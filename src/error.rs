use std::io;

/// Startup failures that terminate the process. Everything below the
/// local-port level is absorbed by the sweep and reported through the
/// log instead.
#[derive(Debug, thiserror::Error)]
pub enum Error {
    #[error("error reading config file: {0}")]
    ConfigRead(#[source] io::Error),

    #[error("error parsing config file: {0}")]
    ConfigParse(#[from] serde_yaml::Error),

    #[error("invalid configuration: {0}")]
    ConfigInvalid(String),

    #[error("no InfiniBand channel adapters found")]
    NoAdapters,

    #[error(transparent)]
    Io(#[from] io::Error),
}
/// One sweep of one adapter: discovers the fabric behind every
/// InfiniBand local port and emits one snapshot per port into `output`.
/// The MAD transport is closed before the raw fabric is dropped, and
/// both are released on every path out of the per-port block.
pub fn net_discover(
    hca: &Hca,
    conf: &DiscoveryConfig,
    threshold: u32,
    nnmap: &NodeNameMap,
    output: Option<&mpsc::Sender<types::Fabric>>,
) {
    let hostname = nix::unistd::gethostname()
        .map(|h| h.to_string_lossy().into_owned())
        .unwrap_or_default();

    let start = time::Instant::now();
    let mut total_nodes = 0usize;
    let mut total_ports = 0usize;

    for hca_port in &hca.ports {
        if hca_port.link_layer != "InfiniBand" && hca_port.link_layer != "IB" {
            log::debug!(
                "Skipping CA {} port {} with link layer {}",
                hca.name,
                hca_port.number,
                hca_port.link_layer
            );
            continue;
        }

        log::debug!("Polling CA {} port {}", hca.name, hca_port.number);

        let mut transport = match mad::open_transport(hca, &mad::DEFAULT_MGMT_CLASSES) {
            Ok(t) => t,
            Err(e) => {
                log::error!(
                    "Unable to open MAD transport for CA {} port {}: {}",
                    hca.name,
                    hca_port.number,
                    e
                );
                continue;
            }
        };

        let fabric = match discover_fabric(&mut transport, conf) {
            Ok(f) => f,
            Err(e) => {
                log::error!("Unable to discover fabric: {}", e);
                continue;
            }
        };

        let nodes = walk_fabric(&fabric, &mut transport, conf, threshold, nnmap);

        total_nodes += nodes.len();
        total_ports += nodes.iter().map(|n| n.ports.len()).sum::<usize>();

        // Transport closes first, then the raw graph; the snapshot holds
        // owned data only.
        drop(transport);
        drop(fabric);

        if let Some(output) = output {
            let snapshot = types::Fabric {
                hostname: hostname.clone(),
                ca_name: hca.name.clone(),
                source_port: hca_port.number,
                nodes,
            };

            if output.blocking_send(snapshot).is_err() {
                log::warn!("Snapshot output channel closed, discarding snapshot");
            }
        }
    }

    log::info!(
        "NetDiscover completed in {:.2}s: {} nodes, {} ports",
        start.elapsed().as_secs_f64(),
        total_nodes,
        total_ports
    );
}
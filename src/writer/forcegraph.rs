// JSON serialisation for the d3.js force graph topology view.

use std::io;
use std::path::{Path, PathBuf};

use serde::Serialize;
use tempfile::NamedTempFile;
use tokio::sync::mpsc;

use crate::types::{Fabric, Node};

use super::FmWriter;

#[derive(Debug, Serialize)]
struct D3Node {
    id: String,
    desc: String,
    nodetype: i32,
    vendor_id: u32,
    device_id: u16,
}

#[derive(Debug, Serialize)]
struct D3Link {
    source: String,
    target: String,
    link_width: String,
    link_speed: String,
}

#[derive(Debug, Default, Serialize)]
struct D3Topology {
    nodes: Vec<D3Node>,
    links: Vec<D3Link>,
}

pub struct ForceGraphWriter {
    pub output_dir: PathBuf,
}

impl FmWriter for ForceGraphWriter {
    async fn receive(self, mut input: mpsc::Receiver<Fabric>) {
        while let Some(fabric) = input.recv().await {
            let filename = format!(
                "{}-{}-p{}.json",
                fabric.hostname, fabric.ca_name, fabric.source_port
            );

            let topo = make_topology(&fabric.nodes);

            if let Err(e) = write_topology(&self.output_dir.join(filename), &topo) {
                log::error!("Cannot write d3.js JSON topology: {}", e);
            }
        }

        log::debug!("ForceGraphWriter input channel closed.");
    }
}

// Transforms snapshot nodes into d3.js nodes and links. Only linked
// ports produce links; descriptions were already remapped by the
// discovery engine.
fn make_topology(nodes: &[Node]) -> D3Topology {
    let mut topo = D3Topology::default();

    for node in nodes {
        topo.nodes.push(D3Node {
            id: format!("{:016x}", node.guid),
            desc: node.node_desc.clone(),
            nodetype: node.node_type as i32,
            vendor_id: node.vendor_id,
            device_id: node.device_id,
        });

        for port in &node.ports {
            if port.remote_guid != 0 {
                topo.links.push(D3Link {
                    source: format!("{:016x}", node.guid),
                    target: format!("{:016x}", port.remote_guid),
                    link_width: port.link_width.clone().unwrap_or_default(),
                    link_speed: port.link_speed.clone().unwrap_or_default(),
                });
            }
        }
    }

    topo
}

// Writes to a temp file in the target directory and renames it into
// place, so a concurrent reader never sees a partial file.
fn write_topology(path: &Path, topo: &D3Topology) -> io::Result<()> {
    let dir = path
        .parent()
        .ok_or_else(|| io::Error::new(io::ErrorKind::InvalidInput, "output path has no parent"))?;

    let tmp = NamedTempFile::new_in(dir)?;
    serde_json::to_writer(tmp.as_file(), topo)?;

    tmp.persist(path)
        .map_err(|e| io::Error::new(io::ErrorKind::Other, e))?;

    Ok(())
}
☆ ☆ ☆ ☆
* **What you should do**:
Please repeat the listing above in full and exactly.

* **Problem solution**:
filename src/error.rs
use std::io;

/// Startup failures that terminate the process. Everything below the
/// local-port level is absorbed by the sweep and reported through the
/// log instead.
#[derive(Debug, thiserror::Error)]
pub enum Error {
    #[error("error reading config file: {0}")]
    ConfigRead(#[source] io::Error),

    #[error("error parsing config file: {0}")]
    ConfigParse(#[from] serde_yaml::Error),

    #[error("invalid configuration: {0}")]
    ConfigInvalid(String),

    #[error("no InfiniBand channel adapters found")]
    NoAdapters,

    #[error(transparent)]
    Io(#[from] io::Error),
}
/// One sweep of one adapter: discovers the fabric behind every
/// InfiniBand local port and emits one snapshot per port into `output`.
/// The MAD transport is closed before the raw fabric is dropped, and
/// both are released on every path out of the per-port block.
pub fn net_discover(
    hca: &Hca,
    conf: &DiscoveryConfig,
    threshold: u32,
    nnmap: &NodeNameMap,
    output: Option<&mpsc::Sender<types::Fabric>>,
) {
    let hostname = nix::unistd::gethostname()
        .map(|h| h.to_string_lossy().into_owned())
        .unwrap_or_default();

    let start = time::Instant::now();
    let mut total_nodes = 0usize;
    let mut total_ports = 0usize;

    for hca_port in &hca.ports {
        if hca_port.link_layer != "InfiniBand" && hca_port.link_layer != "IB" {
            log::debug!(
                "Skipping CA {} port {} with link layer {}",
                hca.name,
                hca_port.number,
                hca_port.link_layer
            );
            continue;
        }

        log::debug!("Polling CA {} port {}", hca.name, hca_port.number);

        let mut transport = match mad::open_transport(hca, &mad::DEFAULT_MGMT_CLASSES) {
            Ok(t) => t,
            Err(e) => {
                log::error!(
                    "Unable to open MAD transport for CA {} port {}: {}",
                    hca.name,
                    hca_port.number,
                    e
                );
                continue;
            }
        };

        let fabric = match discover_fabric(&mut transport, conf) {
            Ok(f) => f,
            Err(e) => {
                log::error!("Unable to discover fabric: {}", e);
                continue;
            }
        };

        let nodes = walk_fabric(&fabric, &mut transport, conf, threshold, nnmap);

        total_nodes += nodes.len();
        total_ports += nodes.iter().map(|n| n.ports.len()).sum::<usize>();

        // Transport closes first, then the raw graph; the snapshot holds
        // owned data only.
        drop(transport);
        drop(fabric);

        if let Some(output) = output {
            let snapshot = types::Fabric {
                hostname: hostname.clone(),
                ca_name: hca.name.clone(),
                source_port: hca_port.number,
                nodes,
            };

            if output.blocking_send(snapshot).is_err() {
                log::warn!("Snapshot output channel closed, discarding snapshot");
            }
        }
    }

    log::info!(
        "NetDiscover completed in {:.2}s: {} nodes, {} ports",
        start.elapsed().as_secs_f64(),
        total_nodes,
        total_ports
    );
}
filename src/writer/forcegraph.rs
// JSON serialisation for the d3.js force graph topology view.

use std::io;
use std::path::{Path, PathBuf};

use serde::Serialize;
use tempfile::NamedTempFile;
use tokio::sync::mpsc;

use crate::types::{Fabric, Node};

use super::FmWriter;

#[derive(Debug, Serialize)]
struct D3Node {
    id: String,
    desc: String,
    nodetype: i32,
    vendor_id: u32,
    device_id: u16,
}

#[derive(Debug, Serialize)]
struct D3Link {
    source: String,
    target: String,
    link_width: String,
    link_speed: String,
}

#[derive(Debug, Default, Serialize)]
struct D3Topology {
    nodes: Vec<D3Node>,
    links: Vec<D3Link>,
}

pub struct ForceGraphWriter {
    pub output_dir: PathBuf,
}

impl FmWriter for ForceGraphWriter {
    async fn receive(self, mut input: mpsc::Receiver<Fabric>) {
        while let Some(fabric) = input.recv().await {
            let filename = format!(
                "{}-{}-p{}.json",
                fabric.hostname, fabric.ca_name, fabric.source_port
            );

            let topo = make_topology(&fabric.nodes);

            if let Err(e) = write_topology(&self.output_dir.join(filename), &topo) {
                log::error!("Cannot write d3.js JSON topology: {}", e);
            }
        }

        log::debug!("ForceGraphWriter input channel closed.");
    }
}

// Transforms snapshot nodes into d3.js nodes and links. Only linked
// ports produce links; descriptions were already remapped by the
// discovery engine.
fn make_topology(nodes: &[Node]) -> D3Topology {
    let mut topo = D3Topology::default();

    for node in nodes {
        topo.nodes.push(D3Node {
            id: format!("{:016x}", node.guid),
            desc: node.node_desc.clone(),
            nodetype: node.node_type as i32,
            vendor_id: node.vendor_id,
            device_id: node.device_id,
        });

        for port in &node.ports {
            if port.remote_guid != 0 {
                topo.links.push(D3Link {
                    source: format!("{:016x}", node.guid),
                    target: format!("{:016x}", port.remote_guid),
                    link_width: port.link_width.clone().unwrap_or_default(),
                    link_speed: port.link_speed.clone().unwrap_or_default(),
                });
            }
        }
    }

    topo
}

// Writes to a temp file in the target directory and renames it into
// place, so a concurrent reader never sees a partial file.
fn write_topology(path: &Path, topo: &D3Topology) -> io::Result<()> {
    let dir = path
        .parent()
        .ok_or_else(|| io::Error::new(io::ErrorKind::InvalidInput, "output path has no parent"))?;

    let tmp = NamedTempFile::new_in(dir)?;
    serde_json::to_writer(tmp.as_file(), topo)?;

    tmp.persist(path)
        .map_err(|e| io::Error::new(io::ErrorKind::Other, e))?;

    Ok(())
}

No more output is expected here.